> What is expected: In the records below, work out how many lines hold the word "format". Report the number alone.
☆ ☆ ☆ ☆ ☆
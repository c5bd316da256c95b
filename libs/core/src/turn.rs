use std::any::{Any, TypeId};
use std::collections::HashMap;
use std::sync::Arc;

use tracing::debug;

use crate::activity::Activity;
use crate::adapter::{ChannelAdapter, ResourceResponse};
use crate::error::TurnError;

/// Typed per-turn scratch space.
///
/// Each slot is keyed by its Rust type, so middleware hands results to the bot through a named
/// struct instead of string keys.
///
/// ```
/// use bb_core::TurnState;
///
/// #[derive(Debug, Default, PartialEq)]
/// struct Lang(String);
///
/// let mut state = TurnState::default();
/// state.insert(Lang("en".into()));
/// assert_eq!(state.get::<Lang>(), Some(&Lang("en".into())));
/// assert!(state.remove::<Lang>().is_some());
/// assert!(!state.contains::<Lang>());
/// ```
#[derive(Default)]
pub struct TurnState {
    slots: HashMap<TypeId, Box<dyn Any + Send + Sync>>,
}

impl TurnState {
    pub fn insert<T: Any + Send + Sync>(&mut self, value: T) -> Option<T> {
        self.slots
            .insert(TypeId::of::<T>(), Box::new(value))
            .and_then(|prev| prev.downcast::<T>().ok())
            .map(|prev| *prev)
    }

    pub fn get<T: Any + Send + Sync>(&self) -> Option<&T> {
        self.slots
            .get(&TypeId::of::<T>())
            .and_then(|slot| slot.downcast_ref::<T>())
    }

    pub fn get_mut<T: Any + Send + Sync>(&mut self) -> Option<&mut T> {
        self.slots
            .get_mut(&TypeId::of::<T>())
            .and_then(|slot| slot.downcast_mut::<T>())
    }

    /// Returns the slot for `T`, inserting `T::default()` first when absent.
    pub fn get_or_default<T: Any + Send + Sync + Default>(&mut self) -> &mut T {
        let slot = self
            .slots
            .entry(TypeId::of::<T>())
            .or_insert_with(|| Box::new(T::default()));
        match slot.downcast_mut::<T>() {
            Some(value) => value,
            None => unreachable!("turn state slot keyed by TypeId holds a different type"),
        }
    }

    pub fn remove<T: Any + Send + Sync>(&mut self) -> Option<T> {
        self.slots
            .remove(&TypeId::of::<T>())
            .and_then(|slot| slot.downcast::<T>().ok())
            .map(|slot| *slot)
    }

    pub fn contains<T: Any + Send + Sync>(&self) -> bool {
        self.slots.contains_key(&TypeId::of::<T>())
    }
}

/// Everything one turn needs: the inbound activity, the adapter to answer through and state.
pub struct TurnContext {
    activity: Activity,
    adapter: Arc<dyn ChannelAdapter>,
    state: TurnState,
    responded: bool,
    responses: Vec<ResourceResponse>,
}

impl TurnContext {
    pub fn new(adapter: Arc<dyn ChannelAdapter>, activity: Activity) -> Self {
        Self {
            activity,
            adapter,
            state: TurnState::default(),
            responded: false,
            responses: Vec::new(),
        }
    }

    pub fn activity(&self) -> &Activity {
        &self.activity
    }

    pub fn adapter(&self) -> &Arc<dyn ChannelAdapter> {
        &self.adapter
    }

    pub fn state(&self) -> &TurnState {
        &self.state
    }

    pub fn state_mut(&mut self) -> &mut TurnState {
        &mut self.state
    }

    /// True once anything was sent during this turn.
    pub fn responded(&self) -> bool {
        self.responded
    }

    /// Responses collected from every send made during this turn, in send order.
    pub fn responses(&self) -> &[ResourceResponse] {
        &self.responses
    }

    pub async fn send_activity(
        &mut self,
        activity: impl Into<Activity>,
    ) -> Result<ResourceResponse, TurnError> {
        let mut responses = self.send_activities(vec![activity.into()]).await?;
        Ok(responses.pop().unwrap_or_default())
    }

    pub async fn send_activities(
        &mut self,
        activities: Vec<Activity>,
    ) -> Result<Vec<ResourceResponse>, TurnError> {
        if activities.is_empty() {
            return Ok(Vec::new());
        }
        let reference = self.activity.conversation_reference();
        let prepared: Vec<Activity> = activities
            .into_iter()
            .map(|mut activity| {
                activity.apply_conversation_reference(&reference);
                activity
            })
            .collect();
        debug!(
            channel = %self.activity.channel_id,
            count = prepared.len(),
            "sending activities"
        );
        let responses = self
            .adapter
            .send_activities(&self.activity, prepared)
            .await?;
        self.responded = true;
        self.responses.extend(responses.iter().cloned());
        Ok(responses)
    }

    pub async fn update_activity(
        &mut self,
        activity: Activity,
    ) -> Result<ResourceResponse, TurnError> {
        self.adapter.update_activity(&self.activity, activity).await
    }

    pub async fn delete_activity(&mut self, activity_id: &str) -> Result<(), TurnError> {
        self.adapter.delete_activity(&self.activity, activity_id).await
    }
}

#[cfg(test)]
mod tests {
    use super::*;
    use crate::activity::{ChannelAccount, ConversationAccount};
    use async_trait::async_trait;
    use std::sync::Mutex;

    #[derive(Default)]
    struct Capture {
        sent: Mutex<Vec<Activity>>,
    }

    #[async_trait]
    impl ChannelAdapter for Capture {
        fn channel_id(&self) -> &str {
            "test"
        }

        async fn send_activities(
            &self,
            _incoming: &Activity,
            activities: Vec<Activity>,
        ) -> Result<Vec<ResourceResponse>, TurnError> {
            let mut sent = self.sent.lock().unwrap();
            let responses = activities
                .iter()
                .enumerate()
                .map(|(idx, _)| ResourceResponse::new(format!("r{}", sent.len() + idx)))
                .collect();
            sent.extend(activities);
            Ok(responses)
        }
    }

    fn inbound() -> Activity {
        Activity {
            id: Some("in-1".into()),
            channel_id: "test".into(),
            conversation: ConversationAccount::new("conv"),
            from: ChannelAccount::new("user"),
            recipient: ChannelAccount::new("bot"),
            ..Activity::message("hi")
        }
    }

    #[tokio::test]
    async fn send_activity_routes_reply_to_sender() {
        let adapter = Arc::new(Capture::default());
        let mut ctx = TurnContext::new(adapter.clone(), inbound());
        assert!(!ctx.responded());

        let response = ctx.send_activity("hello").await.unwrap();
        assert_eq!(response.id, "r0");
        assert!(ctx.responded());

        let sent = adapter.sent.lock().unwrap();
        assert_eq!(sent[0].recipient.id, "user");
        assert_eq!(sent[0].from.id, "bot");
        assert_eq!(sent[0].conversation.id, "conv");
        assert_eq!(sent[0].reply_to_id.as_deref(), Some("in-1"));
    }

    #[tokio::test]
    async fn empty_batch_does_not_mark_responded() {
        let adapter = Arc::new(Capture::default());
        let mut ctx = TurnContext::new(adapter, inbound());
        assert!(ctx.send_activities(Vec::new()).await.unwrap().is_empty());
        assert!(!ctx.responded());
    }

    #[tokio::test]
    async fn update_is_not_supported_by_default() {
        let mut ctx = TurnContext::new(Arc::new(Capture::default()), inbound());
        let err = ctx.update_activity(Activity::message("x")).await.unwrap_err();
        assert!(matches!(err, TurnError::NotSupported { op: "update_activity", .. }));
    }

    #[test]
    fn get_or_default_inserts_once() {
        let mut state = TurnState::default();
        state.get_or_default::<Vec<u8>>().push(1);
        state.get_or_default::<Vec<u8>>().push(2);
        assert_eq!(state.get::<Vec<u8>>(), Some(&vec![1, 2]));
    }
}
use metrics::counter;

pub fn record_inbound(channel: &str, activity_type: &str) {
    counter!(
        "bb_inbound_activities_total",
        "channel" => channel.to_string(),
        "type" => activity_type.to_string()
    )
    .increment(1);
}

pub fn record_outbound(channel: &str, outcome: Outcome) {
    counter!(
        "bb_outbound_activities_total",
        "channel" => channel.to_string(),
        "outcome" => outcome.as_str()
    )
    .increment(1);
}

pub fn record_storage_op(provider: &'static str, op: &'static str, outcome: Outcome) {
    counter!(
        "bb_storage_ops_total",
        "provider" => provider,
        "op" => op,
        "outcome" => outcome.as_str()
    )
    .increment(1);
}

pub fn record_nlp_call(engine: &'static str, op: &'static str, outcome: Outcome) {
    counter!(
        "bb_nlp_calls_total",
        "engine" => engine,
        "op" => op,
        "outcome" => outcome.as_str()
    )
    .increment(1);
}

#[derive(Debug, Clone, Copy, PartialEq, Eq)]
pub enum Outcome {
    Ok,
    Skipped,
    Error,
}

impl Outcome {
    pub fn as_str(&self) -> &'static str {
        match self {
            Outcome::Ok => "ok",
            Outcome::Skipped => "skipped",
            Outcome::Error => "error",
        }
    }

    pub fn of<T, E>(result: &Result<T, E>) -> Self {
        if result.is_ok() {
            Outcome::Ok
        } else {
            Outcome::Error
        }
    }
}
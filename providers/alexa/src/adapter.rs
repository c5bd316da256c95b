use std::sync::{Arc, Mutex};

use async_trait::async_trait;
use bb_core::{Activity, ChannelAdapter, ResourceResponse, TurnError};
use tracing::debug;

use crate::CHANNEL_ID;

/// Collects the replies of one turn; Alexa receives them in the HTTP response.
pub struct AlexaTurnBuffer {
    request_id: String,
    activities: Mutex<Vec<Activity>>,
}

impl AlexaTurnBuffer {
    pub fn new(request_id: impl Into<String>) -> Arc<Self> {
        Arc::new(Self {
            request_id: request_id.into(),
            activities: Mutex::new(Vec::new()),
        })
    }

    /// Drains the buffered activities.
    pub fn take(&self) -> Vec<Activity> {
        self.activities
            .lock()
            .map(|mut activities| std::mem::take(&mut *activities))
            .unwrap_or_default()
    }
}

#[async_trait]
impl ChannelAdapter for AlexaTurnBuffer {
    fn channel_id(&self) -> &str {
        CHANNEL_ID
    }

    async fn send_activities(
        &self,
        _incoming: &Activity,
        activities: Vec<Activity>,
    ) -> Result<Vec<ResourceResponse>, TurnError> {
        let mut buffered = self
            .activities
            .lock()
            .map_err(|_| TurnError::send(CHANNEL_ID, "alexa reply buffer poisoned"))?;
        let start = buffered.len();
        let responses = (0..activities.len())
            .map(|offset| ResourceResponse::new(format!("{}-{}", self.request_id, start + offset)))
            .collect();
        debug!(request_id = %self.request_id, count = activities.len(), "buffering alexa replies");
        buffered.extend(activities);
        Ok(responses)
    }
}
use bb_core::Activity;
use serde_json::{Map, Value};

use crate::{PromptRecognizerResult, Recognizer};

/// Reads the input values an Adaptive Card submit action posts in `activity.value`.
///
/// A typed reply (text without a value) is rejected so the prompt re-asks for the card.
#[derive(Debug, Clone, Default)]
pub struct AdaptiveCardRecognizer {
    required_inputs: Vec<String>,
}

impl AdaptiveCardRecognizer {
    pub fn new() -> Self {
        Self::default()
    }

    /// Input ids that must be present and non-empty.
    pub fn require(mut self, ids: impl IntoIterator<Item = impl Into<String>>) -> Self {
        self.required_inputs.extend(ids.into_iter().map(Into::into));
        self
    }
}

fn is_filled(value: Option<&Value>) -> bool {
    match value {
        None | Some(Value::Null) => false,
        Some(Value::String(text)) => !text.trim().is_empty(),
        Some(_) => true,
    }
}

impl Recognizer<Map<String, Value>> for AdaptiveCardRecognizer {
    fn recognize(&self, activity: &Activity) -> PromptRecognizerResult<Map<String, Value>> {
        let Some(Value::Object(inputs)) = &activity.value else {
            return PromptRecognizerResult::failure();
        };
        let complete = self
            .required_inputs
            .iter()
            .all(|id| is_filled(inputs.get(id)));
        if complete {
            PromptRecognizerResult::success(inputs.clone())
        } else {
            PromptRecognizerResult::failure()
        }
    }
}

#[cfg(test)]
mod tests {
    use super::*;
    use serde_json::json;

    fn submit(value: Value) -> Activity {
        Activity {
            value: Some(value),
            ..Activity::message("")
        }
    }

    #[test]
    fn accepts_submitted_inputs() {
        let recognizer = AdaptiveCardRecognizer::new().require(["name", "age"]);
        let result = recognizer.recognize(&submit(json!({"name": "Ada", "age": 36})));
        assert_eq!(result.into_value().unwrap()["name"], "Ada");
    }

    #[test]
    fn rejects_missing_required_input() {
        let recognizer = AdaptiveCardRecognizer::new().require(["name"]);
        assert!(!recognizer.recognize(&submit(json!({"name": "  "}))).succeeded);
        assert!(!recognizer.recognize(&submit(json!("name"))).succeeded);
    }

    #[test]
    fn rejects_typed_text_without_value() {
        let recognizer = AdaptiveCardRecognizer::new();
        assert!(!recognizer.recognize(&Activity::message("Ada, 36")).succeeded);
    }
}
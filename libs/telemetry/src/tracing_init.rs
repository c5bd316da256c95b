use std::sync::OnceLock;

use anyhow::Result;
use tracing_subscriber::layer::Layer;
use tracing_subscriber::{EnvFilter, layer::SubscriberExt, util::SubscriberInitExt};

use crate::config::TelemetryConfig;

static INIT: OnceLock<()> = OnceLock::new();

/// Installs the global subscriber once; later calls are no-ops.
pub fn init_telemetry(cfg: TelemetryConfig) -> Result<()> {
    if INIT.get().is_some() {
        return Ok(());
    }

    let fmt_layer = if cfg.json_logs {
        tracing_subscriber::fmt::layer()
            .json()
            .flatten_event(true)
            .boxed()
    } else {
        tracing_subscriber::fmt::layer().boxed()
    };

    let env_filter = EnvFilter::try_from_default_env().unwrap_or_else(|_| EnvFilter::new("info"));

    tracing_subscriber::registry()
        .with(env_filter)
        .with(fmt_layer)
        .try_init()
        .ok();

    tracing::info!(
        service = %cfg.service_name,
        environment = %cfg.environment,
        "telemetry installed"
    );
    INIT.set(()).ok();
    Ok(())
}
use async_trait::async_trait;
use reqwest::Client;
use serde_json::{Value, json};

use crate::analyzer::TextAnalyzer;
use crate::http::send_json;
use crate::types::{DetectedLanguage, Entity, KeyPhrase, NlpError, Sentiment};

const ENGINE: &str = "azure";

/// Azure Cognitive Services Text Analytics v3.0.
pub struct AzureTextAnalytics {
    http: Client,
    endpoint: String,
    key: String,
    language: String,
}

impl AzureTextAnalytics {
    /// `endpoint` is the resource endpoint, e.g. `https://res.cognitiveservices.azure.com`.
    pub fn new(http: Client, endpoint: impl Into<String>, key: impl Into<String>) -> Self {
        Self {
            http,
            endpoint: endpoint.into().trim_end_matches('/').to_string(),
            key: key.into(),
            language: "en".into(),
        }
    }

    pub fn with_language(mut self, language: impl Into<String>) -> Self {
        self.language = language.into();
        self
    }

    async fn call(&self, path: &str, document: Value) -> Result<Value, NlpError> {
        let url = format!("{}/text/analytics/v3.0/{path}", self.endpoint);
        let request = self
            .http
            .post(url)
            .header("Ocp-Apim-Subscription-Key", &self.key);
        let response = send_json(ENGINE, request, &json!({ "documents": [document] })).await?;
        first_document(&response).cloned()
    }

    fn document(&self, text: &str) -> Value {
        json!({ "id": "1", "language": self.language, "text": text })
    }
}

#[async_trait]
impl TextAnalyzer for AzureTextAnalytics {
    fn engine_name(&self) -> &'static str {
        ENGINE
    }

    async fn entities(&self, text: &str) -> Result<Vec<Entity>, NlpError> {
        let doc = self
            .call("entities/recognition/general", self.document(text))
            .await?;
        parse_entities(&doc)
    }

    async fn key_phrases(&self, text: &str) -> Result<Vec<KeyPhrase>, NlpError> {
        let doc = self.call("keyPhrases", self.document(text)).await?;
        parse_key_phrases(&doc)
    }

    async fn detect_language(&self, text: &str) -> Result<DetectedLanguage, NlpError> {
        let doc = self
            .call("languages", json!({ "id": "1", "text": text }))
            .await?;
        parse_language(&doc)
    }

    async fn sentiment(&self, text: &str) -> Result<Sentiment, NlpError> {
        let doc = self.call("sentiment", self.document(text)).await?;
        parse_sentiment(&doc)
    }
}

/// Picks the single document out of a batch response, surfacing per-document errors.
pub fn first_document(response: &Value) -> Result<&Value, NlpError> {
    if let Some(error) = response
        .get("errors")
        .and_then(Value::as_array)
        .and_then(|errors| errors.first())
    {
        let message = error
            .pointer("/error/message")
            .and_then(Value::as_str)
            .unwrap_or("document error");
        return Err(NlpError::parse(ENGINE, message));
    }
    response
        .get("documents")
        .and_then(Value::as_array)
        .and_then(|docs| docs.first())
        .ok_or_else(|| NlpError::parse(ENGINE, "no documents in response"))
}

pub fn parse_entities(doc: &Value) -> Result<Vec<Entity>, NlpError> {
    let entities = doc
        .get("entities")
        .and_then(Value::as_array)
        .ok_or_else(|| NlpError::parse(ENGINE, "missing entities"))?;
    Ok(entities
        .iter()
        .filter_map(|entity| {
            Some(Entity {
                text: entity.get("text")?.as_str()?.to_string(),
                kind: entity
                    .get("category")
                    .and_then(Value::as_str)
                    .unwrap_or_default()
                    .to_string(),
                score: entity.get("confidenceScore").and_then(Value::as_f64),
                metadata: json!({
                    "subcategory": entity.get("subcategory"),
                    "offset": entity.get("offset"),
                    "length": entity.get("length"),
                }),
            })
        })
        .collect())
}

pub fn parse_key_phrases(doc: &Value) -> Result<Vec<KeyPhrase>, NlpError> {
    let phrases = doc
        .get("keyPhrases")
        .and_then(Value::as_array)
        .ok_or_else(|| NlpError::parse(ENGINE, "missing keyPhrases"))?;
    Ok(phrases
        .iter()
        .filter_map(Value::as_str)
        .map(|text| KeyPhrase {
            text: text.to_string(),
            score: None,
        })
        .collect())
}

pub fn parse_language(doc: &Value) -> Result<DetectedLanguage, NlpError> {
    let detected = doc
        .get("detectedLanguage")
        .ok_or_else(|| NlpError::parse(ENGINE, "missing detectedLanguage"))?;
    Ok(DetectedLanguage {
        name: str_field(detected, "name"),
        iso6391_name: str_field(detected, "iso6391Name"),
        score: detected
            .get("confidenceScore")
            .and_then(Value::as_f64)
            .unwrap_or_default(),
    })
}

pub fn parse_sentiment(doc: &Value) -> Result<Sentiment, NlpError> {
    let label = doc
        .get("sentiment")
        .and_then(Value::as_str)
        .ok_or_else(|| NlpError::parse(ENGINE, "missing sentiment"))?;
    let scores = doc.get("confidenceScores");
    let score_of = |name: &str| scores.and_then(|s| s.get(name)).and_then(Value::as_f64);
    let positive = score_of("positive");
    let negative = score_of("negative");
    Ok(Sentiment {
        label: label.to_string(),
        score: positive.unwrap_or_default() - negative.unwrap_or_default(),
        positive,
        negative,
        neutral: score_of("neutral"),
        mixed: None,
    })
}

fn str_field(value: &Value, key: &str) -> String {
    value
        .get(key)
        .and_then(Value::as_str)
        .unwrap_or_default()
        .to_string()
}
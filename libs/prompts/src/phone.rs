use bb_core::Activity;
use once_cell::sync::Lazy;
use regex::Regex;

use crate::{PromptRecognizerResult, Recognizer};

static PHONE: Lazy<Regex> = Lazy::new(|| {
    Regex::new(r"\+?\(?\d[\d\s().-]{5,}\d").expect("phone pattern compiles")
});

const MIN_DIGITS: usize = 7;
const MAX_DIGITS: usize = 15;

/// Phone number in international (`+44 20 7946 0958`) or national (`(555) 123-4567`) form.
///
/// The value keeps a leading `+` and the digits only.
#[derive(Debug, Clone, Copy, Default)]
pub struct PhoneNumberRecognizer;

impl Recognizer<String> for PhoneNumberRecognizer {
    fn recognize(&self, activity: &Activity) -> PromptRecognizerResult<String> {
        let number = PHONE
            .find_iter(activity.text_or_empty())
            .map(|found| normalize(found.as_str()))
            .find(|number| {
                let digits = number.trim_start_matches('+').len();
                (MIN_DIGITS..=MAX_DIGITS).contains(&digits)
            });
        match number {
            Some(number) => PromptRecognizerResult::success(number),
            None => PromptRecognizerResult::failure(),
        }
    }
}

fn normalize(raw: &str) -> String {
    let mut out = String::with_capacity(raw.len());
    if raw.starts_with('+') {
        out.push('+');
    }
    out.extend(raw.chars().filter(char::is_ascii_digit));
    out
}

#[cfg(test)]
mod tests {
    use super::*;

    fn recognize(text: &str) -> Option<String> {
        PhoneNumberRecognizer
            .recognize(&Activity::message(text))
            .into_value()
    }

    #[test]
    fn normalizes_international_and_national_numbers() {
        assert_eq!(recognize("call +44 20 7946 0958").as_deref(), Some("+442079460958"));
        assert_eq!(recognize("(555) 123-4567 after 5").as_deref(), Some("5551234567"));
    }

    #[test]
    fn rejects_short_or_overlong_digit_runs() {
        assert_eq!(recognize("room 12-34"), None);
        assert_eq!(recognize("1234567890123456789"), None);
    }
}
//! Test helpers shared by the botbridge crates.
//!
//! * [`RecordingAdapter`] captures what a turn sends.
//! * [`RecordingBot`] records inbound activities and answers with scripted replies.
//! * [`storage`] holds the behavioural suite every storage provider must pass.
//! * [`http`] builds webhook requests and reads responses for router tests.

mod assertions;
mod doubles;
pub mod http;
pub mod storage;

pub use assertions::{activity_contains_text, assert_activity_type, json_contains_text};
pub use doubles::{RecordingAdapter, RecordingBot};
☆ ☆ ☆ ☆ ☆
> Task result: 3